Exercise prompt =>
Please reproduce all of the entries exactly, without omitting any.

Stored data
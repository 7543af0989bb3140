//! Species and life stages.
//!
//! Species is a closed set; breeding is only allowed within a species, so the
//! offspring's species is always the shared species of its parents. Each
//! species carries two dominant/common base traits and a baseline
//! personality used when seeding generation-0 founders.

use std::fmt;

use serde::{Deserialize, Serialize};

use crate::genetics::{Dominance, GeneticTrait, Rarity};
use crate::personality::PersonalityProfile;

/// Creature species.
#[derive(Debug, Clone, Copy, PartialEq, Eq, Hash, Serialize, Deserialize)]
pub enum Species {
    Luminos,
    Fluffkins,
    Crystalites,
    Aquarians,
    Shadowlings,
}

impl Species {
    /// All species variants for iteration.
    pub fn all() -> &'static [Species] {
        &[
            Species::Luminos,
            Species::Fluffkins,
            Species::Crystalites,
            Species::Aquarians,
            Species::Shadowlings,
        ]
    }

    pub fn label(self) -> &'static str {
        match self {
            Species::Luminos => "Luminos",
            Species::Fluffkins => "Fluffkins",
            Species::Crystalites => "Crystalites",
            Species::Aquarians => "Aquarians",
            Species::Shadowlings => "Shadowlings",
        }
    }

    /// The two traits every founder of this species is born with.
    pub fn base_traits(self) -> [GeneticTrait; 2] {
        let (first, second) = match self {
            Species::Luminos => ("Bioluminescence", "Light Affinity"),
            Species::Fluffkins => ("Dense Fur", "Soft Coat"),
            Species::Crystalites => ("Crystalline Structure", "Geometric Form"),
            Species::Aquarians => ("Fluid Movement", "Translucent Body"),
            Species::Shadowlings => ("Shadow Form", "Stealth"),
        };
        [
            GeneticTrait::new(first, Dominance::Dominant, Rarity::Common),
            GeneticTrait::new(second, Dominance::Dominant, Rarity::Common),
        ]
    }

    /// Species temperament that founder personalities are scattered around.
    pub fn base_personality(self) -> PersonalityProfile {
        match self {
            // Outgoing and bright
            Species::Luminos => PersonalityProfile::new(0.75, 0.55, 0.5),
            // Affectionate, very attached to their keeper
            Species::Fluffkins => PersonalityProfile::new(0.6, 0.8, 0.45),
            Species::Crystalites => PersonalityProfile::new(0.35, 0.5, 0.8),
            Species::Aquarians => PersonalityProfile::new(0.55, 0.6, 0.6),
            // Reserved, observant
            Species::Shadowlings => PersonalityProfile::new(0.3, 0.45, 0.7),
        }
    }
}

impl fmt::Display for Species {
    fn fmt(&self, f: &mut fmt::Formatter<'_>) -> fmt::Result {
        f.write_str(self.label())
    }
}

/// Age in days at which a creature leaves the baby stage.
pub const JUVENILE_AGE_DAYS: f64 = 30.0;
/// Age in days at which a creature becomes an adult (and may breed).
pub const ADULT_AGE_DAYS: f64 = 90.0;
/// Age in days at which a creature becomes an elder.
pub const ELDER_AGE_DAYS: f64 = 365.0;

/// Life stage, ordered from youngest to oldest.
#[derive(Debug, Clone, Copy, PartialEq, Eq, PartialOrd, Ord, Hash, Serialize, Deserialize)]
pub enum LifeStage {
    /// Age < 30 days.
    Baby,
    /// Age 30..90 days.
    Juvenile,
    /// Age 90..365 days. The only stage allowed to breed.
    Adult,
    /// Age >= 365 days.
    Elder,
}

impl LifeStage {
    pub fn for_age_days(days: f64) -> Self {
        if days >= ELDER_AGE_DAYS {
            Self::Elder
        } else if days >= ADULT_AGE_DAYS {
            Self::Adult
        } else if days >= JUVENILE_AGE_DAYS {
            Self::Juvenile
        } else {
            Self::Baby
        }
    }

    pub fn label(self) -> &'static str {
        match self {
            LifeStage::Baby => "Baby",
            LifeStage::Juvenile => "Juvenile",
            LifeStage::Adult => "Adult",
            LifeStage::Elder => "Elder",
        }
    }

    /// Whether creatures at this stage are old enough to breed.
    pub fn can_breed(self) -> bool {
        matches!(self, Self::Adult)
    }
}

impl fmt::Display for LifeStage {
    fn fmt(&self, f: &mut fmt::Formatter<'_>) -> fmt::Result {
        f.write_str(self.label())
    }
}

Your solution =>
repository 7543af0989bb3140
//! Species and life stages.
//!
//! Species is a closed set; breeding is only allowed within a species, so the
//! offspring's species is always the shared species of its parents. Each
//! species carries two dominant/common base traits and a baseline
//! personality used when seeding generation-0 founders.

use std::fmt;

use serde::{Deserialize, Serialize};

use crate::genetics::{Dominance, GeneticTrait, Rarity};
use crate::personality::PersonalityProfile;

/// Creature species.
#[derive(Debug, Clone, Copy, PartialEq, Eq, Hash, Serialize, Deserialize)]
pub enum Species {
    Luminos,
    Fluffkins,
    Crystalites,
    Aquarians,
    Shadowlings,
}

impl Species {
    /// All species variants for iteration.
    pub fn all() -> &'static [Species] {
        &[
            Species::Luminos,
            Species::Fluffkins,
            Species::Crystalites,
            Species::Aquarians,
            Species::Shadowlings,
        ]
    }

    pub fn label(self) -> &'static str {
        match self {
            Species::Luminos => "Luminos",
            Species::Fluffkins => "Fluffkins",
            Species::Crystalites => "Crystalites",
            Species::Aquarians => "Aquarians",
            Species::Shadowlings => "Shadowlings",
        }
    }

    /// The two traits every founder of this species is born with.
    pub fn base_traits(self) -> [GeneticTrait; 2] {
        let (first, second) = match self {
            Species::Luminos => ("Bioluminescence", "Light Affinity"),
            Species::Fluffkins => ("Dense Fur", "Soft Coat"),
            Species::Crystalites => ("Crystalline Structure", "Geometric Form"),
            Species::Aquarians => ("Fluid Movement", "Translucent Body"),
            Species::Shadowlings => ("Shadow Form", "Stealth"),
        };
        [
            GeneticTrait::new(first, Dominance::Dominant, Rarity::Common),
            GeneticTrait::new(second, Dominance::Dominant, Rarity::Common),
        ]
    }

    /// Species temperament that founder personalities are scattered around.
    pub fn base_personality(self) -> PersonalityProfile {
        match self {
            // Outgoing and bright
            Species::Luminos => PersonalityProfile::new(0.75, 0.55, 0.5),
            // Affectionate, very attached to their keeper
            Species::Fluffkins => PersonalityProfile::new(0.6, 0.8, 0.45),
            Species::Crystalites => PersonalityProfile::new(0.35, 0.5, 0.8),
            Species::Aquarians => PersonalityProfile::new(0.55, 0.6, 0.6),
            // Reserved, observant
            Species::Shadowlings => PersonalityProfile::new(0.3, 0.45, 0.7),
        }
    }
}

impl fmt::Display for Species {
    fn fmt(&self, f: &mut fmt::Formatter<'_>) -> fmt::Result {
        f.write_str(self.label())
    }
}

/// Age in days at which a creature leaves the baby stage.
pub const JUVENILE_AGE_DAYS: f64 = 30.0;
/// Age in days at which a creature becomes an adult (and may breed).
pub const ADULT_AGE_DAYS: f64 = 90.0;
/// Age in days at which a creature becomes an elder.
pub const ELDER_AGE_DAYS: f64 = 365.0;

/// Life stage, ordered from youngest to oldest.
#[derive(Debug, Clone, Copy, PartialEq, Eq, PartialOrd, Ord, Hash, Serialize, Deserialize)]
pub enum LifeStage {
    /// Age < 30 days.
    Baby,
    /// Age 30..90 days.
    Juvenile,
    /// Age 90..365 days. The only stage allowed to breed.
    Adult,
    /// Age >= 365 days.
    Elder,
}

impl LifeStage {
    pub fn for_age_days(days: f64) -> Self {
        if days >= ELDER_AGE_DAYS {
            Self::Elder
        } else if days >= ADULT_AGE_DAYS {
            Self::Adult
        } else if days >= JUVENILE_AGE_DAYS {
            Self::Juvenile
        } else {
            Self::Baby
        }
    }

    pub fn label(self) -> &'static str {
        match self {
            LifeStage::Baby => "Baby",
            LifeStage::Juvenile => "Juvenile",
            LifeStage::Adult => "Adult",
            LifeStage::Elder => "Elder",
        }
    }

    /// Whether creatures at this stage are old enough to breed.
    pub fn can_breed(self) -> bool {
        matches!(self, Self::Adult)
    }
}

impl fmt::Display for LifeStage {
    fn fmt(&self, f: &mut fmt::Formatter<'_>) -> fmt::Result {
        f.write_str(self.label())
    }
}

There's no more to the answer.